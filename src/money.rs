//! Monetary-amount recognition and parsing.
//!
//! Price lists mix two separator conventions: `1.234,56` (comma decimal) and
//! `1,234.56` (point decimal). Both are recognized, as are plain `12,90` and
//! `12.90`, and amounts are returned as integer cents. An amount must carry
//! exactly two decimal digits unless a currency marker (`R$`, `RS`, `$`, `€`)
//! is attached to it, in which case a whole number such as `R$ 5` is also
//! accepted.

use crate::models::Cents;
use crate::normalize::is_unit_word;

/// Longest digit run considered an amount; anything longer is an article
/// code or a barcode.
const MAX_DIGITS: usize = 12;

const CURRENCY_PREFIXES: &[&str] = &["R$", "RS", "$", "€"];
const CURRENCY_SUFFIXES: &[&str] = &["R$", "€"];

/// A monetary amount located inside a line of text.
#[derive(Debug, Clone, Copy, PartialEq, Eq)]
pub struct Amount {
    pub cents: Cents,
    /// Byte offset where the amount (including any currency marker) starts.
    pub start: usize,
    /// Byte offset one past the end of the amount, including a trailing
    /// unit word when there is one.
    pub end: usize,
    /// Followed by a unit word (`0,50 kg`, `4,99 un`): a measured quantity,
    /// or a price per unit when the line has no other amount.
    pub per_unit: bool,
}

/// Parses a single amount such as `"R$ 1.234,56"` or `"12.90"`.
///
/// Returns `None` unless the whole string (after trimming) is one amount.
pub fn parse_price(text: &str) -> Option<Cents> {
    let trimmed = text.trim();
    match find_amounts(trimmed).as_slice() {
        [only] if only.start == 0 && only.end == trimmed.len() && !only.per_unit => {
            Some(only.cents)
        }
        _ => None,
    }
}

/// Finds every monetary amount in `line`, left to right.
pub fn find_amounts(line: &str) -> Vec<Amount> {
    let bytes = line.as_bytes();
    let mut out: Vec<Amount> = Vec::new();
    let mut i = 0;

    while i < bytes.len() {
        if !bytes[i].is_ascii_digit() || !is_boundary_before(line, i) {
            i += 1;
            continue;
        }

        let run_start = i;
        let mut run_end = i;
        while run_end < bytes.len() && matches!(bytes[run_end], b'0'..=b'9' | b'.' | b',') {
            run_end += 1;
        }
        // Sentence punctuation after an amount is not part of it.
        while run_end > run_start && !bytes[run_end - 1].is_ascii_digit() {
            run_end -= 1;
        }

        if !is_boundary_after(line, run_end) {
            i = skip_word(bytes, run_end);
            continue;
        }

        let run = &line[run_start..run_end];
        // Spans never overlap: a marker already claimed as the previous
        // amount's suffix cannot also prefix this one.
        let claimed = out.last().map_or(0, |a| a.end);
        let prefix = currency_before(line, run_start).filter(|&start| start >= claimed);
        let suffix = currency_after(line, run_end);
        let has_marker = prefix.is_some() || suffix.is_some();

        if let Some(cents) = parse_run(run, has_marker) {
            let end = suffix.unwrap_or(run_end);
            let unit_end = unit_after(line, end);
            out.push(Amount {
                cents,
                start: prefix.unwrap_or(run_start),
                end: unit_end.unwrap_or(end),
                per_unit: unit_end.is_some(),
            });
        }
        i = run_end.max(i + 1);
    }

    out
}

/// Formats cents as a plain decimal string, e.g. `-150` → `"-1.50"`.
pub fn format_cents(cents: Cents) -> String {
    let sign = if cents < 0 { "-" } else { "" };
    let abs = cents.unsigned_abs();
    format!("{}{}.{:02}", sign, abs / 100, abs % 100)
}

fn parse_run(run: &str, has_marker: bool) -> Option<Cents> {
    let digit_count = run.bytes().filter(u8::is_ascii_digit).count();
    if digit_count == 0 || digit_count > MAX_DIGITS {
        return None;
    }

    let last_sep = run.rfind(['.', ',']);
    let (int_part, frac) = match last_sep {
        Some(pos) if run.len() - pos - 1 == 2 => (&run[..pos], &run[pos + 1..]),
        // No decimal part: only acceptable as a whole amount next to a
        // currency marker.
        None if has_marker => (run, "00"),
        _ => return None,
    };

    let units = parse_grouped_integer(int_part)?;
    let frac: i64 = frac.parse().ok()?;
    units.checked_mul(100)?.checked_add(frac)
}

/// Parses `1234`, `1.234` or `1,234` (a single thousands separator kind,
/// groups of exactly three digits after the first).
fn parse_grouped_integer(s: &str) -> Option<i64> {
    if s.is_empty() {
        return None;
    }
    let has_dot = s.contains('.');
    let has_comma = s.contains(',');
    if has_dot && has_comma {
        return None;
    }
    let digits: String = if has_dot || has_comma {
        let sep = if has_dot { '.' } else { ',' };
        let mut groups = s.split(sep);
        let first = groups.next()?;
        if first.is_empty() || first.len() > 3 {
            return None;
        }
        let mut joined = first.to_string();
        for g in groups {
            if g.len() != 3 {
                return None;
            }
            joined.push_str(g);
        }
        joined
    } else {
        s.to_string()
    };
    if !digits.bytes().all(|b| b.is_ascii_digit()) {
        return None;
    }
    digits.parse().ok()
}

fn is_boundary_before(line: &str, idx: usize) -> bool {
    let mut prev = line[..idx].chars().rev();
    match prev.next() {
        None => true,
        Some(c) if c.is_alphanumeric() => false,
        // `,` or `.` directly after a digit continues a number; after
        // anything else it is a field delimiter.
        Some('.' | ',') => !prev.next().is_some_and(|c| c.is_ascii_digit()),
        Some(_) => true,
    }
}

fn is_boundary_after(line: &str, idx: usize) -> bool {
    match line[idx..].chars().next() {
        None => true,
        Some(c) => !c.is_alphanumeric(),
    }
}

fn skip_word(bytes: &[u8], mut idx: usize) -> usize {
    while idx < bytes.len() && (bytes[idx].is_ascii_alphanumeric() || bytes[idx] >= 0x80) {
        idx += 1;
    }
    idx
}

/// Start offset of a currency marker immediately before `idx` (spaces allowed).
fn currency_before(line: &str, idx: usize) -> Option<usize> {
    let head = line[..idx].trim_end();
    CURRENCY_PREFIXES.iter().find_map(|marker| {
        let tail = head.get(head.len().checked_sub(marker.len())?..)?;
        if !tail.eq_ignore_ascii_case(marker) {
            return None;
        }
        let start = head.len() - marker.len();
        // `RS` must stand alone, not end a word like "CARS".
        let standalone = line[..start]
            .chars()
            .next_back()
            .map_or(true, |c| !c.is_alphanumeric());
        standalone.then_some(start)
    })
}

/// End offset of a unit word (`kg`, `ml`, `un`, ...) immediately after `idx`.
fn unit_after(line: &str, idx: usize) -> Option<usize> {
    let tail = &line[idx..];
    let rest = tail.trim_start();
    let word_len = rest
        .char_indices()
        .find(|(_, c)| !c.is_alphabetic())
        .map_or(rest.len(), |(i, _)| i);
    let word = &rest[..word_len];
    if word.is_empty() || !is_unit_word(&word.to_lowercase()) {
        return None;
    }
    Some(idx + (tail.len() - rest.len()) + word_len)
}

/// End offset of a currency marker immediately after `idx` (spaces allowed).
///
/// A marker followed by another number belongs to that number instead.
fn currency_after(line: &str, idx: usize) -> Option<usize> {
    let tail = &line[idx..];
    let skipped = tail.len() - tail.trim_start().len();
    let rest = tail.trim_start();
    CURRENCY_SUFFIXES.iter().find_map(|marker| {
        let after = rest.strip_prefix(marker)?;
        let prefixes_next = after
            .trim_start()
            .starts_with(|c: char| c.is_ascii_digit());
        (!prefixes_next).then_some(idx + skipped + marker.len())
    })
}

Goal of the exercise: In the listing, find every line with the word "tail" and state how many there are, nothing more.

Task response: 8